Considering plasticity of heterochronic changes?
It is well established that environmental factors such as habitat desiccation, food availability, and temperature can influence the timing of metamorphosis and maturation in amphibians [68–71]. The potential effects of temperature on development also partly shaped previous heterochronic hypotheses . This is because, in addition to the idea that ancestral plethodontids were large with long larval periods, it was also thought that the ‘center of origin’ of the family was the high elevations of the southern Appalachian Mountains [29–31, 72]. This biogeographic pattern seemed consistent with the multiple independent accelerations in larval period. That is, larval development was accelerated as lineages dispersed from colder uplands to warmer lowlands. Temperature, food availability, and hydroperiod can influence the age of metamorphosis (and probably maturation) of plethodontids [9, 73–77]. Nevertheless, these effects do not surpass differences among the most developmentally distinct lineages, such as the nearly 10-fold difference in minimum age of metamorphosis between G. porphyriticus and E. quadridigiata. Stark differences in metamorphic age are also found in syntopy. For example, in the southern Appalachians, age at metamorphosis varies from 12 to 24 months for Eurycea wilderae and 36 to 60 months for Gyrinophilus porphyriticus, despite the fact that these species broadly overlap in distribution and develop in the same streams (Additional file 1). Likewise, the larval periods of E. quadridigitata (4 to 6.5 months) and Stereochilus marginatus (13 to 28 months) are distinctly different, yet these species occur and develop in the same habitats on the lowland Coastal Plain.

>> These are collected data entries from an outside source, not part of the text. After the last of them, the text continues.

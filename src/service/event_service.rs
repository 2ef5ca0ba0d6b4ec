use std::sync::Arc;
use tracing::{error, info, instrument, warn};

use crate::dto::event_dto::{CreateEventRequest, EventView};
use crate::dto::user_dto::StatsResponse;
use crate::model::event::Event;
use crate::model::user::Role;
use crate::repository::event_repo::EventRepository;
use crate::repository::user_repo::UserRepository;
use crate::util::error::ServiceError;
use async_trait::async_trait;

#[async_trait]
pub trait EventService: Send + Sync {
    async fn create_event(
        &self,
        created_by: &str,
        request: CreateEventRequest,
    ) -> Result<EventView, ServiceError>;
    async fn list_events(&self) -> Result<Vec<EventView>, ServiceError>;
    async fn assign_user(&self, event_name: &str, user_email: &str) -> Result<(), ServiceError>;
    async fn join_event(&self, event_name: &str, admin_email: &str) -> Result<(), ServiceError>;
    async fn stats(&self) -> Result<StatsResponse, ServiceError>;
}

pub struct EventServiceImpl {
    pub event_repo: Arc<dyn EventRepository>,
    pub user_repo: Arc<dyn UserRepository>,
}

impl EventServiceImpl {
    pub fn new(event_repo: Arc<dyn EventRepository>, user_repo: Arc<dyn UserRepository>) -> Self {
        Self {
            event_repo,
            user_repo,
        }
    }
}

#[async_trait]
impl EventService for EventServiceImpl {
    #[instrument(skip(self, request), fields(event_name = %request.event_name, created_by = %created_by))]
    async fn create_event(
        &self,
        created_by: &str,
        request: CreateEventRequest,
    ) -> Result<EventView, ServiceError> {
        info!("Creating event");
        // Every event lookup keys by name, so uniqueness is enforced here
        if self
            .event_repo
            .find_by_name(&request.event_name)
            .await
            .map_err(|e| ServiceError::InternalError(e.to_string()))?
            .is_some()
        {
            error!("Event name already taken");
            return Err(ServiceError::DuplicateEvent(request.event_name));
        }

        let event = Event {
            id: None,
            event_name: request.event_name,
            date: request.date,
            description: request.description,
            created_by: created_by.to_string(),
            admins_joined: Vec::new(),
            users_assigned: Vec::new(),
        };
        let inserted = self
            .event_repo
            .insert(event)
            .await
            .map_err(|e| ServiceError::InternalError(e.to_string()))?;
        info!("Event created successfully");
        Ok(EventView::from(inserted))
    }

    #[instrument(skip(self))]
    async fn list_events(&self) -> Result<Vec<EventView>, ServiceError> {
        let events = self
            .event_repo
            .list()
            .await
            .map_err(|e| ServiceError::InternalError(e.to_string()))?;
        Ok(events.into_iter().map(EventView::from).collect())
    }

    #[instrument(skip(self), fields(event_name = %event_name, user_email = %user_email))]
    async fn assign_user(&self, event_name: &str, user_email: &str) -> Result<(), ServiceError> {
        info!("Assigning user to event");
        let event = self
            .event_repo
            .find_by_name(event_name)
            .await
            .map_err(|e| ServiceError::InternalError(e.to_string()))?
            .ok_or_else(|| ServiceError::EventNotFound(event_name.to_string()))?;

        if event.users_assigned.iter().any(|e| e == user_email) {
            return Err(ServiceError::AlreadyAssigned);
        }

        if self.user_repo.find_by_email(user_email).await?.is_none() {
            return Err(ServiceError::UserNotFound(user_email.to_string()));
        }

        // The guarded insert matches only when the email is still absent, so
        // a concurrent duplicate cannot reach the counter increment below.
        let inserted = self
            .event_repo
            .add_assigned_user(event_name, user_email)
            .await
            .map_err(|e| ServiceError::InternalError(e.to_string()))?;
        if !inserted {
            warn!("Lost assignment race, user already present");
            return Err(ServiceError::AlreadyAssigned);
        }

        // Two-document sequence, not transactional: a reader between the two
        // writes can observe the membership without the updated counter.
        self.user_repo.increment_events_joined(user_email).await?;
        info!("User assigned to event");
        Ok(())
    }

    #[instrument(skip(self), fields(event_name = %event_name, admin_email = %admin_email))]
    async fn join_event(&self, event_name: &str, admin_email: &str) -> Result<(), ServiceError> {
        info!("Admin joining event");
        let event = self
            .event_repo
            .find_by_name(event_name)
            .await
            .map_err(|e| ServiceError::InternalError(e.to_string()))?
            .ok_or_else(|| ServiceError::EventNotFound(event_name.to_string()))?;

        if event.admins_joined.iter().any(|e| e == admin_email) {
            return Err(ServiceError::AlreadyJoined);
        }

        let inserted = self
            .event_repo
            .add_joined_admin(event_name, admin_email)
            .await
            .map_err(|e| ServiceError::InternalError(e.to_string()))?;
        if !inserted {
            return Err(ServiceError::AlreadyJoined);
        }
        info!("Admin joined event");
        Ok(())
    }

    #[instrument(skip(self))]
    async fn stats(&self) -> Result<StatsResponse, ServiceError> {
        let total_users = self.user_repo.count_by_role(Role::User).await?;
        let total_events = self
            .event_repo
            .count()
            .await
            .map_err(|e| ServiceError::InternalError(e.to_string()))?;
        let total_admins = self.user_repo.count_by_role(Role::Admin).await?;
        Ok(StatsResponse {
            total_users,
            total_events,
            total_admins,
        })
    }
}
pub mod model;
pub mod repository;
pub mod config;
pub mod util;
pub mod service;
pub mod handler;
pub mod router;
pub mod app;
pub mod dto;
pub mod middlewares;
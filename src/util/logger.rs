use tracing_appender::{non_blocking, rolling};
use tracing_subscriber::{fmt, layer::SubscriberExt, util::SubscriberInitExt, EnvFilter, Layer};

pub struct Logger {
    pub guards: Vec<tracing_appender::non_blocking::WorkerGuard>,
}

impl Logger {
    pub fn new() -> Result<Self, Box<dyn std::error::Error>> {
        let guards = Self::setup_logging()?;
        Ok(Logger { guards })
    }

    pub fn setup_logging(
    ) -> Result<Vec<tracing_appender::non_blocking::WorkerGuard>, Box<dyn std::error::Error>> {
        std::fs::create_dir_all("logs")?;

        let console_filter = EnvFilter::try_from_default_env()
            .unwrap_or_else(|_| EnvFilter::new("info,scoutbase_backend=debug"));

        let file_log_level =
            std::env::var("FILE_LOG_LEVEL").unwrap_or_else(|_| "debug".to_string());

        let general_file = rolling::daily("logs", "scoutbase-backend.log");
        let (non_blocking_general, guard) = non_blocking(general_file);

        tracing_subscriber::registry()
            .with(
                // Console output - pretty format for development
                fmt::layer()
                    .pretty()
                    .with_target(true)
                    .with_ansi(true)
                    .with_filter(console_filter),
            )
            .with(
                // General log file - all logs
                fmt::layer()
                    .with_writer(non_blocking_general)
                    .with_ansi(false)
                    .with_target(true)
                    .with_file(true)
                    .with_line_number(true)
                    .with_filter(EnvFilter::new(file_log_level)),
            )
            .init();

        // Return guards to keep background threads alive
        Ok(vec![guard])
    }
}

Here we analyzed minimum metamorphic ages across species, which strongly differ among plethodontids (Figures 3 and 4), and highlights a clear pattern; that the long larval periods of Gyrinophilus porphyriticus and Pseudotriton ruber are clearly derived decelerations. However, our model for spelerpines is certainly not fixed. Environmentally induced shifts in metamorphic age could certainly push some species to accelerate or decelerate metamorphic timing compared to ancestral spelerpines, or even close relatives. For example, larval Eurycea bislineata in some lakes as well as far northern populations, attain a very large body sizes, and the latter are known to take at least 3 years to metamorphose [78, 79]. On the opposite end of the distribution, thyroid hormone treatments of 8-month-old, lab-raised Eurycea tynerensis larvae (from some populations) induce significant metamorphic changes which shows that metamorphic age can be accelerated physiologically [Bonett et al., unpublished]. Further metamorphic data are needed in two important areas: (1) direct comparisons of larvae raised under common conditions to test for more subtle evolutionary shifts in heterochronic patterns among closely related species or populations; and (2) experimental tests of the degree and limits of plasticity within and among species.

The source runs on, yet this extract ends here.